Download or read book Advanced Methods in Biomedical Signal Processing and Analysis written by Kunal Pal and published by Academic Press. This book was released on 2022-09-07 with total page 434 pages. Available in PDF, EPUB and Kindle. Book excerpt: Advanced Methods in Biomedical Signal Processing and Analysis presents state-of-the-art methods in biosignal processing, including recurrence quantification analysis, heart rate variability, analysis of the RRI time-series signals, joint time-frequency analyses, wavelet transforms and wavelet packet decomposition, empirical mode decomposition, modeling of biosignals, Gabor Transform, empirical mode decomposition. The book also gives an understanding of feature extraction, feature ranking, and feature selection methods, while also demonstrating how to apply artificial intelligence and machine learning to biosignal techniques. Gives advanced methods in signal processing Includes machine and deep learning methods Presents experimental case studies

Book Biomedical Signal Analysis for Connected Healthcare

Download or read book Biomedical Signal Analysis for Connected Healthcare written by Sridhar Krishnan and published by Elsevier.

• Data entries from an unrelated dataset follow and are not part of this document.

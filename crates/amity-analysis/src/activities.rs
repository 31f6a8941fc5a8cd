//! Improvement-activity catalog and relevance scoring.

use rand::Rng;
use serde::{Deserialize, Serialize};

use amity_core::errors::CatalogError;

#[derive(Debug, Clone, Copy, PartialEq, Eq, Serialize, Deserialize)]
#[serde(rename_all = "lowercase")]
pub enum Difficulty {
    Easy,
    Medium,
    Hard,
}

#[derive(Debug, Clone, Copy, PartialEq, Eq, Serialize, Deserialize)]
#[serde(rename_all = "lowercase")]
pub enum Duration {
    Short,
    Medium,
    Long,
}

/// One suggested activity for strengthening a friendship.
#[derive(Debug, Clone, PartialEq, Eq, Serialize, Deserialize)]
pub struct ImprovementActivity {
    pub title: String,
    pub description: String,
    pub difficulty: Difficulty,
    pub duration: Duration,
    pub category: String,
    /// What the activity improves.
    pub impact: Vec<String>,
    /// Concrete steps to run it.
    pub steps: Vec<String>,
    /// Trait display names the activity touches.
    pub traits: Vec<String>,
}

/// Activity content table. A compact built-in default ships with the
/// engine; richer localized tables load from TOML.
#[derive(Debug, Clone, PartialEq, Eq, Serialize, Deserialize)]
pub struct ActivityCatalog {
    activities: Vec<ImprovementActivity>,
}

impl ActivityCatalog {
    pub fn new(activities: Vec<ImprovementActivity>) -> Self {
        Self { activities }
    }

    /// Parse a catalog from TOML text.
    pub fn from_toml_str(text: &str) -> Result<Self, CatalogError> {
        toml::from_str(text).map_err(|e| CatalogError::Parse {
            reason: e.to_string(),
        })
    }

    pub fn activities(&self) -> &[ImprovementActivity] {
        &self.activities
    }

    /// Pick the activities most relevant to a friend's profile.
    ///
    /// Weakness matches weigh 3, strength matches 1 (build on what
    /// works), an activity touching both gets a 2-point bonus, and an
    /// injected-RNG jitter in `[0, 0.5)` varies suggestions between
    /// calls. Top `limit` by descending score.
    pub fn relevant<R: Rng>(
        &self,
        weaknesses: &[String],
        strengths: &[String],
        limit: usize,
        rng: &mut R,
    ) -> Vec<ImprovementActivity> {
        let mut scored: Vec<(f64, &ImprovementActivity)> = self
            .activities
            .iter()
            .map(|activity| {
                let weakness_matches = activity
                    .traits
                    .iter()
                    .filter(|t| weaknesses.contains(t))
                    .count();
                let strength_matches = activity
                    .traits
                    .iter()
                    .filter(|t| strengths.contains(t))
                    .count();
                let mut score = (weakness_matches * 3 + strength_matches) as f64;
                if weakness_matches > 0 && strength_matches > 0 {
                    score += 2.0;
                }
                score += rng.gen::<f64>() * 0.5;
                (score, activity)
            })
            .collect();

        scored.sort_by(|a, b| b.0.partial_cmp(&a.0).unwrap_or(std::cmp::Ordering::Equal));
        scored
            .into_iter()
            .take(limit)
            .map(|(_, activity)| activity.clone())
            .collect()
    }
}

impl Default for ActivityCatalog {
    fn default() -> Self {
        let strs = |items: &[&str]| items.iter().map(|s| s.to_string()).collect::<Vec<_>>();
        let activities = vec![
            ImprovementActivity {
                title: "Shared Gratitude Journal".to_string(),
                description: "Keep a joint journal of the friendship's best moments".to_string(),
                difficulty: Difficulty::Easy,
                duration: Duration::Short,
                category: "Emotional".to_string(),
                impact: strs(&[
                    "Builds mutual recognition",
                    "Creates lasting shared memories",
                ]),
                steps: strs(&[
                    "Pick a journal format, paper or digital",
                    "Write down one positive moment each week",
                    "Read the entries together once a month",
                ]),
                traits: strs(&["Emotional Support", "Complicity"]),
            },
            ImprovementActivity {
                title: "30-Day Conversation Challenge".to_string(),
                description: "One meaningful conversation every day for a month".to_string(),
                difficulty: Difficulty::Medium,
                duration: Duration::Long,
                category: "Communication".to_string(),
                impact: strs(&[
                    "Deepens mutual understanding",
                    "Strengthens trust",
                ]),
                steps: strs(&[
                    "Agree on a daily moment to talk",
                    "Prepare a few deep questions in advance",
                    "Review how the exchanges evolved at the end",
                ]),
                traits: strs(&["Confidentiality", "Complicity", "Emotional Support"]),
            },
            ImprovementActivity {
                title: "Joint Creative Project".to_string(),
                description: "Build something creative together".to_string(),
                difficulty: Difficulty::Medium,
                duration: Duration::Medium,
                category: "Creative".to_string(),
                impact: strs(&[
                    "Develops collaboration",
                    "Bonds through shared accomplishment",
                ]),
                steps: strs(&[
                    "Choose a project you are both excited about",
                    "Set a realistic schedule",
                    "Celebrate every finished step",
                ]),
                traits: strs(&["Fun & Adventure", "Complicity"]),
            },
            ImprovementActivity {
                title: "Shared Bucket List".to_string(),
                description: "Write and chase a list of shared goals".to_string(),
                difficulty: Difficulty::Hard,
                duration: Duration::Long,
                category: "Adventure".to_string(),
                impact: strs(&[
                    "Creates common goals",
                    "Generates memorable experiences",
                ]),
                steps: strs(&[
                    "List ten experiences you want to share",
                    "Plan one goal per month",
                    "Document what you pull off",
                ]),
                traits: strs(&["Fun & Adventure", "Loyalty"]),
            },
            ImprovementActivity {
                title: "Community Project".to_string(),
                description: "Commit together to a cause you both care about".to_string(),
                difficulty: Difficulty::Hard,
                duration: Duration::Long,
                category: "Social".to_string(),
                impact: strs(&[
                    "Reinforces shared values",
                    "Builds mutual pride",
                ]),
                steps: strs(&[
                    "Find a cause that moves you both",
                    "Volunteer together regularly",
                    "Celebrate the impact you make",
                ]),
                traits: strs(&["Loyalty", "Emotional Support"]),
            },
        ];
        Self { activities }
    }
}

#[cfg(test)]
mod tests {
    use super::*;
    use rand::rngs::StdRng;
    use rand::SeedableRng;

    #[test]
    fn weakness_matches_outrank_strength_matches() {
        let catalog = ActivityCatalog::default();
        let mut rng = StdRng::seed_from_u64(1);
        let picks = catalog.relevant(
            &["Loyalty".to_string()],
            &[],
            2,
            &mut rng,
        );
        // Jitter is at most 0.5, so any loyalty-matching activity (3+)
        // outranks every non-matching one (< 0.5).
        assert_eq!(picks.len(), 2);
        assert!(picks
            .iter()
            .all(|a| a.traits.contains(&"Loyalty".to_string())));
    }

    #[test]
    fn combo_bonus_prefers_activities_touching_both() {
        let catalog = ActivityCatalog::default();
        let mut rng = StdRng::seed_from_u64(1);
        let picks = catalog.relevant(
            &["Loyalty".to_string()],
            &["Emotional Support".to_string()],
            1,
            &mut rng,
        );
        // "Community Project" touches both: 3 + 1 + 2 beats plain 3.
        assert_eq!(picks[0].title, "Community Project");
    }

    #[test]
    fn limit_bounds_the_suggestions() {
        let catalog = ActivityCatalog::default();
        let mut rng = StdRng::seed_from_u64(1);
        assert_eq!(catalog.relevant(&[], &[], 3, &mut rng).len(), 3);
        assert_eq!(
            catalog.relevant(&[], &[], 100, &mut rng).len(),
            catalog.activities().len()
        );
    }
}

This book was released on 2021-06-25 with total page 340 pages. Available in PDF, EPUB and Kindle. Book excerpt: Biomedical Signal Analysis for Connected Healthcare provides rigorous coverage on several generations of techniques, including time domain approaches for event detection, spectral analysis for interpretation of clinical events of interest, time-varying signal processing for understanding dynamical aspects of complex biomedical systems, the application of machine learning principles in enhanced clinical decision-making, the application of sparse techniques and compressive sensing in providing low-power applications that are essential for wearable designs, the emerging paradigms of the Internet of Things, and connected healthcare. Provides comprehensive coverage of biomedical engineering, technologies, and healthcare applications of various physiological signals Covers vital signals, including ECG, EEG, EMG and body sounds Includes case studies and MATLAB code for selected applications

Book Signal Processing in Medicine and Biology

Download or read book Signal Processing in Medicine and Biology written by Iyad Obeid and published by Springer Nature. This book was released on 2023-02-09 with total page 152 pages. Available in PDF, EPUB and Kindle. Book excerpt: ​Signal Processing in Medicine and Biology: Innovations in Big Data Processing provides an interdisciplinary look at state-of-the-art innovations in biomedical signal processing, especially as it applies to large data sets and machine learning. Chapters are presented with detailed mathematics and complete implementation specifics so that readers can completely master these techniques. The book presents tutorials and examples of successful applications and will appeal to a wide range of professionals, researchers, and students interested in applications of signal processing, medicine, and biology at the intersection between healthcare, engineering, and computer science.